[Dataset items]
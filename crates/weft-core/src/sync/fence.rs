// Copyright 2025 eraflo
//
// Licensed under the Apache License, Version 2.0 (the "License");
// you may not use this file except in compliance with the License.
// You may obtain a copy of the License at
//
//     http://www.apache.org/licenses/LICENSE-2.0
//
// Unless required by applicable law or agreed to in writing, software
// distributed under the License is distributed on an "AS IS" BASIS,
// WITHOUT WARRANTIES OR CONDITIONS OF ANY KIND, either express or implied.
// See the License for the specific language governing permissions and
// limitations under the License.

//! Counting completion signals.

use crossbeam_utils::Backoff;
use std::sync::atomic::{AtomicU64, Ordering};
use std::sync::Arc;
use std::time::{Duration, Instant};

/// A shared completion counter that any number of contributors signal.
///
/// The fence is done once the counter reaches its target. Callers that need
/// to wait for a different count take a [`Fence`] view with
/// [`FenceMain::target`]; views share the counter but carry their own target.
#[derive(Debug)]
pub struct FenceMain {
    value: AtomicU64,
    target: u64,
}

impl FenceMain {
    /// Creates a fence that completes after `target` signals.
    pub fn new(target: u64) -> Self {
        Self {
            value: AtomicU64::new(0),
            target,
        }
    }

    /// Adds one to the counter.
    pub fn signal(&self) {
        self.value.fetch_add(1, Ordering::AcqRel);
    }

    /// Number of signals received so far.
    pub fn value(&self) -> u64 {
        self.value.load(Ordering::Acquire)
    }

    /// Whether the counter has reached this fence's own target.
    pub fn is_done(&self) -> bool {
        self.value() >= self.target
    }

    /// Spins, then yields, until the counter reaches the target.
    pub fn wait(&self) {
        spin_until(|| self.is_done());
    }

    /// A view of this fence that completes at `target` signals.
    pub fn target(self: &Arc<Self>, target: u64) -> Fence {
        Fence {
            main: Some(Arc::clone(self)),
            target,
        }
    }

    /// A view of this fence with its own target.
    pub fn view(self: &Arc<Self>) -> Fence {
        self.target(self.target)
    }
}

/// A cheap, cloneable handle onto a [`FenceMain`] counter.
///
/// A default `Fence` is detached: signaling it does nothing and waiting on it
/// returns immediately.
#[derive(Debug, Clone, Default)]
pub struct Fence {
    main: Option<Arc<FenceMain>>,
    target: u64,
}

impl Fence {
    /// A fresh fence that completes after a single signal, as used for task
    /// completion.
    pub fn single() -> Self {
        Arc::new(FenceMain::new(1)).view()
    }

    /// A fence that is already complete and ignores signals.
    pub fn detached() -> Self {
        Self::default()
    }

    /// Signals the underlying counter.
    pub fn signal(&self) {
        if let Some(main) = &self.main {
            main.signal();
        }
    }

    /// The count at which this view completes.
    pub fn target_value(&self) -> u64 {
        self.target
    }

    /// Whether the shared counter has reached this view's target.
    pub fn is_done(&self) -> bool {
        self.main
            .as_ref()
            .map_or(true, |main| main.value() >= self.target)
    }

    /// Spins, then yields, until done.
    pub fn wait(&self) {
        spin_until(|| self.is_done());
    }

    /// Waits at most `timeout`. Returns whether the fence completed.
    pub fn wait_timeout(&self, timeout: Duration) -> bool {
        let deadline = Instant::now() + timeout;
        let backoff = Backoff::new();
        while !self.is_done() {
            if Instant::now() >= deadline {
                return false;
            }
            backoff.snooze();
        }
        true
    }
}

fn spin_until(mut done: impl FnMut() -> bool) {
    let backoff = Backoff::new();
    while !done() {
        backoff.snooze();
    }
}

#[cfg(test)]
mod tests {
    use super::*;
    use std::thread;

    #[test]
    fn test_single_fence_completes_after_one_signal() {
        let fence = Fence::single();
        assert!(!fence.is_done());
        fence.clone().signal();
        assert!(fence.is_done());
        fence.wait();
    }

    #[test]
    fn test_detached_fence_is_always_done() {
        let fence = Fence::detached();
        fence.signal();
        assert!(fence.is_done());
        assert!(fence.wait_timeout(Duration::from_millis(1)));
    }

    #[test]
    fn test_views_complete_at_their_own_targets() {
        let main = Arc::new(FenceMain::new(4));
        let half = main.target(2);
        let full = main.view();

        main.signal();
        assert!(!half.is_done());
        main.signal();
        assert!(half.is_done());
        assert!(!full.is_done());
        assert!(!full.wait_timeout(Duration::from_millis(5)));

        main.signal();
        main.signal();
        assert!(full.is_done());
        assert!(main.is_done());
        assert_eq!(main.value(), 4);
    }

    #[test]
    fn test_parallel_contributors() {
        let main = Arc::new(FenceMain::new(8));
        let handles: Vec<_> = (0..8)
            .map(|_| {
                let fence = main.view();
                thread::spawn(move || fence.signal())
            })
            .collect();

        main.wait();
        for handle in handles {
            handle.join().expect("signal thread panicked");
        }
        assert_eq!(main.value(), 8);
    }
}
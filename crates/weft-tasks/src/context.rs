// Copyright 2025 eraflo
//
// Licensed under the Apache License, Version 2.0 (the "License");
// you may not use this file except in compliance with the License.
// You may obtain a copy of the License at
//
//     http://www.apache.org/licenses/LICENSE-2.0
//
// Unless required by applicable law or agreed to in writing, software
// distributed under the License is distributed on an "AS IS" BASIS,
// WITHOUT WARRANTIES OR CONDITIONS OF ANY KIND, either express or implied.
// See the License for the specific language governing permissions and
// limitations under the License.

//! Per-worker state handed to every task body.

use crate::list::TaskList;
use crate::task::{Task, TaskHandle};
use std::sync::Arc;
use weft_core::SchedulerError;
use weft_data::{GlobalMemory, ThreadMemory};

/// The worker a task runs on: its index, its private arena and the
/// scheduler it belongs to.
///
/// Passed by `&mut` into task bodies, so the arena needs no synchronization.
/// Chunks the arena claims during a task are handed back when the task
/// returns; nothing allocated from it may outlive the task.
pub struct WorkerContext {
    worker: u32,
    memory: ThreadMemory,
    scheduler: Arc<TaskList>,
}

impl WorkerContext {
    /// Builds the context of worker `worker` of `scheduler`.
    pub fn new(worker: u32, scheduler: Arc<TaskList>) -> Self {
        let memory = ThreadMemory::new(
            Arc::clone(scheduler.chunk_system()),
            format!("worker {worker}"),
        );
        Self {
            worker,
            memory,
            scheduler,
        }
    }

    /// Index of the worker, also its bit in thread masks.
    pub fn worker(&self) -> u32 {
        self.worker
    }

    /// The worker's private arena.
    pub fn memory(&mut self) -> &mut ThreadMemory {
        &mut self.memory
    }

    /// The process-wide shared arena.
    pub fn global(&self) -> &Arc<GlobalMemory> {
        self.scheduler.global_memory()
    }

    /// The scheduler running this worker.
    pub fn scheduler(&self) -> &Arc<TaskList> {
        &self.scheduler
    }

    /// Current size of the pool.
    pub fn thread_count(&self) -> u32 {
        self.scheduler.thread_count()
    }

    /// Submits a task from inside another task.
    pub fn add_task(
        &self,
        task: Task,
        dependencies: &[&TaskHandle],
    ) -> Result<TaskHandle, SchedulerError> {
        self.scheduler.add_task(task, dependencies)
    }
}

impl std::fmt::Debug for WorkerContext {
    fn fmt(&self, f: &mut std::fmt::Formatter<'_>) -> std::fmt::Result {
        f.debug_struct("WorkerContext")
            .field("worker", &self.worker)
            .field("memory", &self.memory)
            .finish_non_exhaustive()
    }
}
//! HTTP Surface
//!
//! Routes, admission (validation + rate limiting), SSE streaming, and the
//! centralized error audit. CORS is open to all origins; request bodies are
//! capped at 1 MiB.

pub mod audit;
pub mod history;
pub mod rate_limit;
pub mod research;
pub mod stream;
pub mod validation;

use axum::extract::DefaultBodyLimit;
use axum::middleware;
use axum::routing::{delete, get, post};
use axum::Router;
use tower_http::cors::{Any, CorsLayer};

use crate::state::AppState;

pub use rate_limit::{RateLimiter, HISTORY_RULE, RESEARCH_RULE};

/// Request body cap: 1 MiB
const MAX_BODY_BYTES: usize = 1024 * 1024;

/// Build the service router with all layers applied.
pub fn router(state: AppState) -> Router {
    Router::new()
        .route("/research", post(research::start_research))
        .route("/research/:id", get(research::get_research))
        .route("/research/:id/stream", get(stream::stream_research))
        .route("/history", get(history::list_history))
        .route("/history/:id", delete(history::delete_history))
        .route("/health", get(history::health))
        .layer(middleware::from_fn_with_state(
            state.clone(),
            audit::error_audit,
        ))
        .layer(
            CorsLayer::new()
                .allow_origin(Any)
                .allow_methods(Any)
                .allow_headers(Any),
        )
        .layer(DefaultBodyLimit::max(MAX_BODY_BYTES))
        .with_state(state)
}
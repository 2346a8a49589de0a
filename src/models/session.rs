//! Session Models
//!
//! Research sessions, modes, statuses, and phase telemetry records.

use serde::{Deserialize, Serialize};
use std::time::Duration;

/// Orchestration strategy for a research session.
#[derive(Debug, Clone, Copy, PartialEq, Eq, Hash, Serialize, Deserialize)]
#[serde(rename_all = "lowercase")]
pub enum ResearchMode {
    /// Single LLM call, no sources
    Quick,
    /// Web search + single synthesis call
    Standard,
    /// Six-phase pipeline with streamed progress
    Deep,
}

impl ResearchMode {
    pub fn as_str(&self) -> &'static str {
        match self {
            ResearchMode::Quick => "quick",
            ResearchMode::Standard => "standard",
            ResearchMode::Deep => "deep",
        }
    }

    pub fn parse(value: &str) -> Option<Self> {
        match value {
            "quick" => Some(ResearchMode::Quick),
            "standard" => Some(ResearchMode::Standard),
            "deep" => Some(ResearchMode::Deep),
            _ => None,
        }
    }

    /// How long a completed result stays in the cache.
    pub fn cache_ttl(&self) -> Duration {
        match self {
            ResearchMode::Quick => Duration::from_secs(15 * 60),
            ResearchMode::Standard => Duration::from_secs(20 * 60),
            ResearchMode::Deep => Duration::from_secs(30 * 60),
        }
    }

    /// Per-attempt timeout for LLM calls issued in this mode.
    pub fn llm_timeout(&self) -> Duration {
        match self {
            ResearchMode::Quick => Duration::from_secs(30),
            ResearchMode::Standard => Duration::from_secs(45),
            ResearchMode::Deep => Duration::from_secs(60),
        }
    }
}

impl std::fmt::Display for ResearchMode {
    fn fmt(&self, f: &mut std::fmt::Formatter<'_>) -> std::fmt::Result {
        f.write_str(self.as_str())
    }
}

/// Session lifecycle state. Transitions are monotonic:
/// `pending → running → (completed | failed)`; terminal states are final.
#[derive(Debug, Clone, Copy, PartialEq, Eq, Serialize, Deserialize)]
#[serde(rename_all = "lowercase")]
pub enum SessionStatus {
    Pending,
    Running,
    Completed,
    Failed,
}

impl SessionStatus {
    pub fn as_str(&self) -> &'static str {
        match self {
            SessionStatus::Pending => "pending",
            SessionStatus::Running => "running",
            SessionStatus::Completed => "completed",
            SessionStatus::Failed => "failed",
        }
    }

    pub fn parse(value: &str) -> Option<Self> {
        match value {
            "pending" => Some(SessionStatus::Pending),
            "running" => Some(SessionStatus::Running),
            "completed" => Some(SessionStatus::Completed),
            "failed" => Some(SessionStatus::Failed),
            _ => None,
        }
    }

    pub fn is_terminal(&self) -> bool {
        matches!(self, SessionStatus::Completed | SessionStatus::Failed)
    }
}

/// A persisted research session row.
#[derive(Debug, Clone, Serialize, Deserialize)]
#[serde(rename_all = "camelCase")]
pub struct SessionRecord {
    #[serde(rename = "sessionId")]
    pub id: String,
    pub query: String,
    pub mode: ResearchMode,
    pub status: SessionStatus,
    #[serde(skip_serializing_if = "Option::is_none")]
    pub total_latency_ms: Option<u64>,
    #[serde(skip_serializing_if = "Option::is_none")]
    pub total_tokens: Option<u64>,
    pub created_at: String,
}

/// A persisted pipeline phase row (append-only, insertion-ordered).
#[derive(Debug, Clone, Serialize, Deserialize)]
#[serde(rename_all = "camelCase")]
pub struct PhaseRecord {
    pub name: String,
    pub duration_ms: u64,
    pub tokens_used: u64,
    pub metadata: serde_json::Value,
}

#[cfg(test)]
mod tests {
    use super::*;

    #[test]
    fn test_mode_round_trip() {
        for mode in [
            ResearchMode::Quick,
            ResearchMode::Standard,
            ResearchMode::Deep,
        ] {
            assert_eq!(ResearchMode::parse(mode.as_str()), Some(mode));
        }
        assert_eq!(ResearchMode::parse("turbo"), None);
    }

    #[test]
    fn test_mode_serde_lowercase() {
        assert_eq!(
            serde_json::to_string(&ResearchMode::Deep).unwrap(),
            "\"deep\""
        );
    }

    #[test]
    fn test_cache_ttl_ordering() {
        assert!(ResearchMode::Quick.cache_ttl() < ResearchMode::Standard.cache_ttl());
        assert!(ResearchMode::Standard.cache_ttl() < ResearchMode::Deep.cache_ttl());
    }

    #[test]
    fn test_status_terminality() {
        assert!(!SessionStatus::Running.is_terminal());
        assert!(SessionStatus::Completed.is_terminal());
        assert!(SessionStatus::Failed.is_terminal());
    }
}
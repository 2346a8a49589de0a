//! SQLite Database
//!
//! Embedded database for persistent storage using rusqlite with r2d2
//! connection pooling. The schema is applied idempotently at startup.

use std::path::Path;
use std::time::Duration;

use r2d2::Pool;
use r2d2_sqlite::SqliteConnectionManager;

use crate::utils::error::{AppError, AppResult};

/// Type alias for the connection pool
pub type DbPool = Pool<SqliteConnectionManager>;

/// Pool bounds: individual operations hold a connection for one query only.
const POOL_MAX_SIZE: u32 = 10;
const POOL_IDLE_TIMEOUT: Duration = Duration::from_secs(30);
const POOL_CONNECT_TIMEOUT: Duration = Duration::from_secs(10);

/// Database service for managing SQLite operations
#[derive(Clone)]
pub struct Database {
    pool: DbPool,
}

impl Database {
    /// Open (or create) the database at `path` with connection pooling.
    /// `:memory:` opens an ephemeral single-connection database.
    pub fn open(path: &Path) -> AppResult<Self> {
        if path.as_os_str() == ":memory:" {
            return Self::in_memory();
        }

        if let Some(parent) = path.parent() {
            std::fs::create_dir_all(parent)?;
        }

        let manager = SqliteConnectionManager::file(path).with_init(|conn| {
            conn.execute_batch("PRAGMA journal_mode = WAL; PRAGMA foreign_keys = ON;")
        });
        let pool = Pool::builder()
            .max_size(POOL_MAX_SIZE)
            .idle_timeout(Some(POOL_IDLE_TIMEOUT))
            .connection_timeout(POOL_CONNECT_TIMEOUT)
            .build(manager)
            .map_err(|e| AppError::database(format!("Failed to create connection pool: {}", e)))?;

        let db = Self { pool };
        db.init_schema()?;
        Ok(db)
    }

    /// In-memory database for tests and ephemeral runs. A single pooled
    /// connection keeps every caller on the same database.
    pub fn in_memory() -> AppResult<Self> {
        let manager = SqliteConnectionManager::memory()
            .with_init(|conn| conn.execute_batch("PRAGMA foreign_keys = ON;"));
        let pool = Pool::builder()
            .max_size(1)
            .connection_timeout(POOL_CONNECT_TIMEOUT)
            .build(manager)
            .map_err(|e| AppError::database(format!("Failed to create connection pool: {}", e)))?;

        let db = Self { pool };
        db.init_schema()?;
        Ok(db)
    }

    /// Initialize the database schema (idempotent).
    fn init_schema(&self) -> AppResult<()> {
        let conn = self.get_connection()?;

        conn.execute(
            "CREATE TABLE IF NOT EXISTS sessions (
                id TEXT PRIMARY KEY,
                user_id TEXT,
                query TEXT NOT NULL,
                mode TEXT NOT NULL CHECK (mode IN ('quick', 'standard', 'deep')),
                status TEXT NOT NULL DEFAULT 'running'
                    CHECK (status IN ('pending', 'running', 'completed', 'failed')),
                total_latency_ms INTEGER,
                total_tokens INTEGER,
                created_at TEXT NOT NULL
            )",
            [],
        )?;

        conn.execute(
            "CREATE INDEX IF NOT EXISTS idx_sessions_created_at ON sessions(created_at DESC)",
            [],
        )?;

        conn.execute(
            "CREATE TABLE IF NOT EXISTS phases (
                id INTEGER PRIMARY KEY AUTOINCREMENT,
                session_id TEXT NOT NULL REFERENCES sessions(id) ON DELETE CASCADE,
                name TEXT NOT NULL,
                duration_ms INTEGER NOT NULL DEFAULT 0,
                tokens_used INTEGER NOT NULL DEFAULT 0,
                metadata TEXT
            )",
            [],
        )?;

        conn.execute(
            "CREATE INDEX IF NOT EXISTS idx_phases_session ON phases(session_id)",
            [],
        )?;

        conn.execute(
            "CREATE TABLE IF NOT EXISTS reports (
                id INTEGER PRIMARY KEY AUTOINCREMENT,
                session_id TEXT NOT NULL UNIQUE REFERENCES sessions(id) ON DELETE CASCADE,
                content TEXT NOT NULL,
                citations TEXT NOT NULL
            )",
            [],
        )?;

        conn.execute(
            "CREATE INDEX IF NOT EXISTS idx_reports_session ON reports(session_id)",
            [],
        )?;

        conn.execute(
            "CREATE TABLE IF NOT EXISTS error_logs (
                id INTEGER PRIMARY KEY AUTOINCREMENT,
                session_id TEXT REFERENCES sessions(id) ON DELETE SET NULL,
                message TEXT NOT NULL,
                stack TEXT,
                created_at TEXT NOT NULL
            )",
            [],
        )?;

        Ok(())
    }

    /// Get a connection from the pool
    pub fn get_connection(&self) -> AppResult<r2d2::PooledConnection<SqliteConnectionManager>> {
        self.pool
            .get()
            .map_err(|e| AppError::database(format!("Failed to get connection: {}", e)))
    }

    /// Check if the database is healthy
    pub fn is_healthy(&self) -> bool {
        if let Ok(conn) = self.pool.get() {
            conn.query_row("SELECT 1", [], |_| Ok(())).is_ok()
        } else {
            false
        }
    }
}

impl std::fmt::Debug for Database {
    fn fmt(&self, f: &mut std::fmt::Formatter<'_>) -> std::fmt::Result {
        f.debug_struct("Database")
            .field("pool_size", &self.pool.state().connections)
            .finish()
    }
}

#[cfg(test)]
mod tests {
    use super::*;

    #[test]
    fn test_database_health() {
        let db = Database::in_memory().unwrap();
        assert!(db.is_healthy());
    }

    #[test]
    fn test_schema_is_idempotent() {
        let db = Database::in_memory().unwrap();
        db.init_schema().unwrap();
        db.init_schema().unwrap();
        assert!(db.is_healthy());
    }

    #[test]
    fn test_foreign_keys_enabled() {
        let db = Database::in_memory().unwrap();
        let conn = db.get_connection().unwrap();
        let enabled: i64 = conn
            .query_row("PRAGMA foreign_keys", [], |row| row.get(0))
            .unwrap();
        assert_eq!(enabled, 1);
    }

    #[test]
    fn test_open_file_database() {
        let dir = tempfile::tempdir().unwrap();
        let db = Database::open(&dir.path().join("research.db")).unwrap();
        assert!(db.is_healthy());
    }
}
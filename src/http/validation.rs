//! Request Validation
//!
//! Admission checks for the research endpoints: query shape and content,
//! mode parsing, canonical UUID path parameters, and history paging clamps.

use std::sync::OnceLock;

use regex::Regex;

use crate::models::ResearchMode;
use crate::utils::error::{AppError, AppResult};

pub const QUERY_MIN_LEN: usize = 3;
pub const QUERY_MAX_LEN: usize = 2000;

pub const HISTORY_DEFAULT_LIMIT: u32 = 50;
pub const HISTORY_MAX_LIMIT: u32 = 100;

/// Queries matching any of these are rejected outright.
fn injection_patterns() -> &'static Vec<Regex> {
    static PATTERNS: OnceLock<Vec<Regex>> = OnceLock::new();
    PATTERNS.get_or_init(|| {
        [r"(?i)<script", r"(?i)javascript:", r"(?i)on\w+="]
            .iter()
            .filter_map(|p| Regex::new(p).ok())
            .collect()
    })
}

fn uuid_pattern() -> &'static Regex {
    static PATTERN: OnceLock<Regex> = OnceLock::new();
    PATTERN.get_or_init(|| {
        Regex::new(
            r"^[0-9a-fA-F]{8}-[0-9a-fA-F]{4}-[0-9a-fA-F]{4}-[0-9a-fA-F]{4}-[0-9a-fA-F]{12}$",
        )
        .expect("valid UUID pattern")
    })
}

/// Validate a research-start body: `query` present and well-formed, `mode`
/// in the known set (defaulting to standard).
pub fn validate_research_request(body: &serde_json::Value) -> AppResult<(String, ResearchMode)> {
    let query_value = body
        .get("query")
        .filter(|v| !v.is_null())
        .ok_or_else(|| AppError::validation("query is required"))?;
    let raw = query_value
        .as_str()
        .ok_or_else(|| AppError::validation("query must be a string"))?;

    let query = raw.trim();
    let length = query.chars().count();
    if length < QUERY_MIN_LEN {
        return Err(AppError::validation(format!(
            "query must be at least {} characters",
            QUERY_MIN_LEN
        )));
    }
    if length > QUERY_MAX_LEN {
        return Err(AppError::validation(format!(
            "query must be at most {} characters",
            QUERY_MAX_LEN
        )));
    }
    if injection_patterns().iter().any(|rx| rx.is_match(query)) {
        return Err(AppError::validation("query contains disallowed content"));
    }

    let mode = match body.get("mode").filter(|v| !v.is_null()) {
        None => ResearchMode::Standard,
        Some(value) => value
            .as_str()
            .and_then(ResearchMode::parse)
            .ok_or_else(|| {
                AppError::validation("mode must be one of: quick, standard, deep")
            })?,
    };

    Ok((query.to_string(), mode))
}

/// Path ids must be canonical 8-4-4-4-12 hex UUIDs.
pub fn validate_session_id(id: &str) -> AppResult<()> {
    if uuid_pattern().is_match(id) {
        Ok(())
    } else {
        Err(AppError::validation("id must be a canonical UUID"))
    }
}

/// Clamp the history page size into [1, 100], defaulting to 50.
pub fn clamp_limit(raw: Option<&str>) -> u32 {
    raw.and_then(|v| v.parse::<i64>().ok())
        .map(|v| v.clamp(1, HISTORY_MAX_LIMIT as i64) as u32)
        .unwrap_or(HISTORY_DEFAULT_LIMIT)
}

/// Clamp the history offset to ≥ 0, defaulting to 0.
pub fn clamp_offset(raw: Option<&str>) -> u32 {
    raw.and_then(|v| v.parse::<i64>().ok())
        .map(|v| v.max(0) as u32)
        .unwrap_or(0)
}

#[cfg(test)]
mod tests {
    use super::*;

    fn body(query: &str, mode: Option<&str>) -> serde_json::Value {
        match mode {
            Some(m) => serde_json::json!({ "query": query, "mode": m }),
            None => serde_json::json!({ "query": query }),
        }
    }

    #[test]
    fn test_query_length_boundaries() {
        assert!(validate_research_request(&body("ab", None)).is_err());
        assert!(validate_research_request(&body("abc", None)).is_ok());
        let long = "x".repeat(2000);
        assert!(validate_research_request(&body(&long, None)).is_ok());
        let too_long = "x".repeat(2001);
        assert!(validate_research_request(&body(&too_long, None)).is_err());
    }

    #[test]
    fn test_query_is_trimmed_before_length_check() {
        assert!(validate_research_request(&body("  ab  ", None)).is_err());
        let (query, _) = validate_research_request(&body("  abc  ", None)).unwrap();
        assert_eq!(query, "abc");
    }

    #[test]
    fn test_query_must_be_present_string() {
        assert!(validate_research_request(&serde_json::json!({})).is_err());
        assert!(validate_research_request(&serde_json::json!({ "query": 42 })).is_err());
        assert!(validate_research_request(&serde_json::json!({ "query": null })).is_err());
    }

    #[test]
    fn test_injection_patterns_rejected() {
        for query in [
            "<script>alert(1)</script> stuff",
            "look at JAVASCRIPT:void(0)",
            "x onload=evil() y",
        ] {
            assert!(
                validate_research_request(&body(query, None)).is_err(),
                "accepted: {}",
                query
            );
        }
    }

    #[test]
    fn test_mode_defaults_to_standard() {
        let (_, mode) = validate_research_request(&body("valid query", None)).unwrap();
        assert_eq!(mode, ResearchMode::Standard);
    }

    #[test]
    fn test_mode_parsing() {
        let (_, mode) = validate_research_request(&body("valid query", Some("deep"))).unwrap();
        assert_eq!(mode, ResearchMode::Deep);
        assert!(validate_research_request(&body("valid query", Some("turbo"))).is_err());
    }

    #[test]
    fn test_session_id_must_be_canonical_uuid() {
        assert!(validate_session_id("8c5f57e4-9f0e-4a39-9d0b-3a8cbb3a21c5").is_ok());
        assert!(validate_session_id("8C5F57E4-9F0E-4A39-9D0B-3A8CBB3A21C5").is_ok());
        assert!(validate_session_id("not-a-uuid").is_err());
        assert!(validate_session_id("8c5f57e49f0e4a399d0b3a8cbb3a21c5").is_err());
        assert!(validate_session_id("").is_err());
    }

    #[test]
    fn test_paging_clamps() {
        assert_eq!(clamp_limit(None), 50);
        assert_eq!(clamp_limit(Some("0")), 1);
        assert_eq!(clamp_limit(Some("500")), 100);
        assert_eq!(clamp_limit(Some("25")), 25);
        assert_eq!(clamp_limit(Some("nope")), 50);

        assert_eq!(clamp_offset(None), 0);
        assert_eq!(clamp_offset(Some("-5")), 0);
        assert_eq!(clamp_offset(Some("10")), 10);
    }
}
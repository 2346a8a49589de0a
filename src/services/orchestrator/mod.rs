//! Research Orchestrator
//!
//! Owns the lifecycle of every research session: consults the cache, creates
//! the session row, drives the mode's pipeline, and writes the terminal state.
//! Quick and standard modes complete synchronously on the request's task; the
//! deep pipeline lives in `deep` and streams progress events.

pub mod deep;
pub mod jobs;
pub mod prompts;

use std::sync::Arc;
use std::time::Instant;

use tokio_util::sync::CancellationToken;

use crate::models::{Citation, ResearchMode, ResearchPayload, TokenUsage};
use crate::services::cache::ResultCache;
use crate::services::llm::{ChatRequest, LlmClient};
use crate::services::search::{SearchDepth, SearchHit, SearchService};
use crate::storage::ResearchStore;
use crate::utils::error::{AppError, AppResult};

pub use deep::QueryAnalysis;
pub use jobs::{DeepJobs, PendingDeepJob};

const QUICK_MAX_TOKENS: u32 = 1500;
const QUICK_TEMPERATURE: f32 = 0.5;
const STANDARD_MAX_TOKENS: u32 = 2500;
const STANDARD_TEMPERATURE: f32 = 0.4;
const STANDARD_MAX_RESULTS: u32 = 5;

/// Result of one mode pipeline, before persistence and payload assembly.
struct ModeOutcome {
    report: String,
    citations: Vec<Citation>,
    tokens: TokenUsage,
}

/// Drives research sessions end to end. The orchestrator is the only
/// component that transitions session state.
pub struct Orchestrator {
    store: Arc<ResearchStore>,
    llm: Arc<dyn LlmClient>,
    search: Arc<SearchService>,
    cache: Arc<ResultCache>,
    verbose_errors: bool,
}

- _EXERCISE_:
The lines from the beginning of the records through the line containing "to wait for" should be reproduced exactly. Include nothing else.

- _EXERCISE SOLUTION_:
filename crates/weft-core/src/sync/fence.rs
// Copyright 2025 eraflo
//
// Licensed under the Apache License, Version 2.0 (the "License");
// you may not use this file except in compliance with the License.
// You may obtain a copy of the License at
//
//     http://www.apache.org/licenses/LICENSE-2.0
//
// Unless required by applicable law or agreed to in writing, software
// distributed under the License is distributed on an "AS IS" BASIS,
// WITHOUT WARRANTIES OR CONDITIONS OF ANY KIND, either express or implied.
// See the License for the specific language governing permissions and
// limitations under the License.

//! Counting completion signals.

use crossbeam_utils::Backoff;
use std::sync::atomic::{AtomicU64, Ordering};
use std::sync::Arc;
use std::time::{Duration, Instant};

/// A shared completion counter that any number of contributors signal.
///
/// The fence is done once the counter reaches its target. Callers that need
/// to wait for a different count take a [`Fence`] view with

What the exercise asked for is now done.